**WHAT IS BEING ASKED**
Lines of the data that contain the word "Some" are the ones to copy.
-- RECORDS SUPPLIED follows --
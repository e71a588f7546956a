//! Timestamp handling for schedule items and file records.
//!
//! Upstream records carry times either as RFC 3339 timestamps or as
//! date-only strings (all-day events, task due dates). Anything else is
//! carried through unchanged as [`ItemTime::Raw`] rather than rejected:
//! such values simply never resolve to an instant, so they can never
//! satisfy the matcher, but the record they belong to is preserved.

use std::fmt;

use chrono::{DateTime, NaiveDate, SecondsFormat, TimeZone, Utc};
use serde::{Deserialize, Deserializer, Serialize, Serializer};

/// A point in time as reported by an upstream API.
#[derive(Debug, Clone, PartialEq, Eq)]
pub enum ItemTime {
    /// Full RFC 3339 timestamp, normalized to UTC.
    Timestamp(DateTime<Utc>),
    /// Date-only value (all-day events, dateless due dates).
    Date(NaiveDate),
    /// Unparseable input, preserved verbatim.
    Raw(String),
}

impl ItemTime {
    /// Parses an upstream time string: RFC 3339 first, then `%Y-%m-%d`.
    pub fn parse(input: &str) -> Self {
        if let Ok(dt) = DateTime::parse_from_rfc3339(input) {
            return Self::Timestamp(dt.with_timezone(&Utc));
        }
        if let Ok(date) = NaiveDate::parse_from_str(input, "%Y-%m-%d") {
            return Self::Date(date);
        }
        Self::Raw(input.to_string())
    }

    /// Builds an `ItemTime` from the Calendar API's `{dateTime, date}` pair,
    /// preferring the timed field. When both are absent the result is an
    /// empty `Raw` value that never resolves.
    pub fn from_api_fields(date_time: Option<&str>, date: Option<&str>) -> Self {
        match (date_time, date) {
            (Some(dt), _) => Self::parse(dt),
            (None, Some(d)) => Self::parse(d),
            (None, None) => Self::Raw(String::new()),
        }
    }

    /// Wraps an already-known UTC instant.
    pub fn from_utc(dt: DateTime<Utc>) -> Self {
        Self::Timestamp(dt)
    }

    /// Resolves to an instant, if possible.
    ///
    /// Date-only values resolve to midnight UTC. `Raw` values resolve to
    /// nothing and therefore never match a time window.
    pub fn instant(&self) -> Option<DateTime<Utc>> {
        match self {
            Self::Timestamp(dt) => Some(*dt),
            Self::Date(date) => date
                .and_hms_opt(0, 0, 0)
                .map(|naive| Utc.from_utc_datetime(&naive)),
            Self::Raw(_) => None,
        }
    }

    /// Returns true if this value carries no usable instant.
    pub fn is_raw(&self) -> bool {
        matches!(self, Self::Raw(_))
    }
}

impl Default for ItemTime {
    fn default() -> Self {
        Self::Raw(String::new())
    }
}

impl fmt::Display for ItemTime {
    fn fmt(&self, f: &mut fmt::Formatter<'_>) -> fmt::Result {
        match self {
            Self::Timestamp(dt) => {
                write!(f, "{}", dt.to_rfc3339_opts(SecondsFormat::Secs, true))
            }
            Self::Date(date) => write!(f, "{}", date.format("%Y-%m-%d")),
            Self::Raw(s) => f.write_str(s),
        }
    }
}

impl Serialize for ItemTime {
    fn serialize<S: Serializer>(&self, serializer: S) -> Result<S::Ok, S::Error> {
        serializer.collect_str(self)
    }
}

impl<'de> Deserialize<'de> for ItemTime {
    fn deserialize<D: Deserializer<'de>>(deserializer: D) -> Result<Self, D::Error> {
        let s = String::deserialize(deserializer)?;
        Ok(Self::parse(&s))
    }
}

#[cfg(test)]
mod tests {
    use super::*;

    #[test]
    fn parses_rfc3339() {
        let t = ItemTime::parse("2024-01-10T10:00:00Z");
        assert_eq!(
            t.instant(),
            Some(Utc.with_ymd_and_hms(2024, 1, 10, 10, 0, 0).unwrap())
        );
    }

    #[test]
    fn parses_rfc3339_with_offset() {
        let t = ItemTime::parse("2024-01-10T12:00:00+02:00");
        assert_eq!(
            t.instant(),
            Some(Utc.with_ymd_and_hms(2024, 1, 10, 10, 0, 0).unwrap())
        );
    }

    #[test]
    fn parses_date_only_as_midnight_utc() {
        let t = ItemTime::parse("2024-01-10");
        assert_eq!(t, ItemTime::Date(NaiveDate::from_ymd_opt(2024, 1, 10).unwrap()));
        assert_eq!(
            t.instant(),
            Some(Utc.with_ymd_and_hms(2024, 1, 10, 0, 0, 0).unwrap())
        );
    }

    #[test]
    fn garbage_is_preserved_and_never_resolves() {
        let t = ItemTime::parse("not a timestamp");
        assert!(t.is_raw());
        assert_eq!(t.instant(), None);
        assert_eq!(t.to_string(), "not a timestamp");
    }

    #[test]
    fn from_api_fields_prefers_timed_field() {
        let t = ItemTime::from_api_fields(Some("2024-01-10T10:00:00Z"), Some("2024-01-10"));
        assert!(matches!(t, ItemTime::Timestamp(_)));

        let t = ItemTime::from_api_fields(None, Some("2024-01-10"));
        assert!(matches!(t, ItemTime::Date(_)));

        let t = ItemTime::from_api_fields(None, None);
        assert!(t.is_raw());
    }

    #[test]
    fn serde_roundtrip_keeps_string_form() {
        let t = ItemTime::parse("2024-01-10T10:00:00Z");
        let json = serde_json::to_string(&t).unwrap();
        assert_eq!(json, r#""2024-01-10T10:00:00Z""#);

        let parsed: ItemTime = serde_json::from_str(&json).unwrap();
        assert_eq!(parsed, t);

        let raw = ItemTime::parse("whenever");
        let json = serde_json::to_string(&raw).unwrap();
        assert_eq!(json, r#""whenever""#);
        let parsed: ItemTime = serde_json::from_str(&json).unwrap();
        assert_eq!(parsed, raw);
    }
}
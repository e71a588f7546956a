//! Client configuration.
//!
//! All settings live in a single `config.toml` at
//! `~/.config/chronosnap/config.toml` by default.

use std::path::{Path, PathBuf};

use serde::{Deserialize, Serialize};

/// Configuration for the chronosnap client and daemon.
#[derive(Debug, Clone, Default, Serialize, Deserialize)]
#[serde(default)]
pub struct ClientConfig {
    /// Daemon/connection settings.
    pub server: ServerSettings,

    /// Credential settings.
    pub auth: AuthSettings,
}

/// Daemon/connection settings.
#[derive(Debug, Clone, Serialize, Deserialize)]
#[serde(default)]
pub struct ServerSettings {
    /// Path to the daemon socket.
    pub socket_path: Option<PathBuf>,

    /// Request timeout in seconds. A sync fetches the account's whole
    /// history, so the default is generous.
    pub timeout: u64,
}

impl Default for ServerSettings {
    fn default() -> Self {
        Self {
            socket_path: None,
            timeout: 120,
        }
    }
}

/// Credential settings.
#[derive(Debug, Clone, Default, Serialize, Deserialize)]
#[serde(default)]
pub struct AuthSettings {
    /// Path to token storage.
    pub token_path: Option<PathBuf>,
}

impl ClientConfig {
    /// Loads configuration from the default path, or defaults if absent.
    pub fn load() -> Result<Self, String> {
        let path = Self::default_path();
        if path.exists() {
            Self::load_from(&path)
        } else {
            Ok(Self::default())
        }
    }

    /// Loads configuration from a specific path.
    pub fn load_from(path: &Path) -> Result<Self, String> {
        let content =
            std::fs::read_to_string(path).map_err(|e| format!("failed to read config: {}", e))?;
        toml::from_str(&content).map_err(|e| format!("failed to parse config: {}", e))
    }

    /// Returns the default configuration file path.
    pub fn default_path() -> PathBuf {
        Self::default_config_dir().join("config.toml")
    }

    /// Returns the default configuration directory.
    pub fn default_config_dir() -> PathBuf {
        dirs::config_dir()
            .unwrap_or_else(|| PathBuf::from("."))
            .join("chronosnap")
    }

    /// Resolves the token storage path.
    pub fn token_path(&self) -> PathBuf {
        self.auth
            .token_path
            .clone()
            .unwrap_or_else(chronosnap_providers::default_token_path)
    }
}

#[cfg(test)]
mod tests {
    use super::*;

    #[test]
    fn defaults() {
        let config = ClientConfig::default();
        assert!(config.server.socket_path.is_none());
        assert_eq!(config.server.timeout, 120);
        assert!(config.auth.token_path.is_none());
    }

    #[test]
    fn parses_toml() {
        let toml_content = r#"
[server]
socket_path = "/run/user/1000/chronosnap.sock"
timeout = 30

[auth]
token_path = "/home/user/.config/chronosnap/tokens.json"
"#;
        let config: ClientConfig = toml::from_str(toml_content).unwrap();
        assert_eq!(
            config.server.socket_path,
            Some(PathBuf::from("/run/user/1000/chronosnap.sock"))
        );
        assert_eq!(config.server.timeout, 30);
        assert_eq!(
            config.token_path(),
            PathBuf::from("/home/user/.config/chronosnap/tokens.json")
        );
    }

    #[test]
    fn empty_toml_gives_defaults() {
        let config: ClientConfig = toml::from_str("").unwrap();
        assert_eq!(config.server.timeout, 120);
        assert!(config.token_path().to_string_lossy().contains("chronosnap"));
    }
}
-- RECORDS SUPPLIED concluded --
**RESULT FOR THIS TASK**
            (Some(dt), _) => Self::parse(dt),
            (None, Some(d)) => Self::parse(d),
            Self::Timestamp(dt) => Some(*dt),
            Some(Utc.with_ymd_and_hms(2024, 1, 10, 10, 0, 0).unwrap())
            Some(Utc.with_ymd_and_hms(2024, 1, 10, 10, 0, 0).unwrap())
            Some(Utc.with_ymd_and_hms(2024, 1, 10, 0, 0, 0).unwrap())
        let t = ItemTime::from_api_fields(Some("2024-01-10T10:00:00Z"), Some("2024-01-10"));
        let t = ItemTime::from_api_fields(None, Some("2024-01-10"));
            Some(PathBuf::from("/run/user/1000/chronosnap.sock"))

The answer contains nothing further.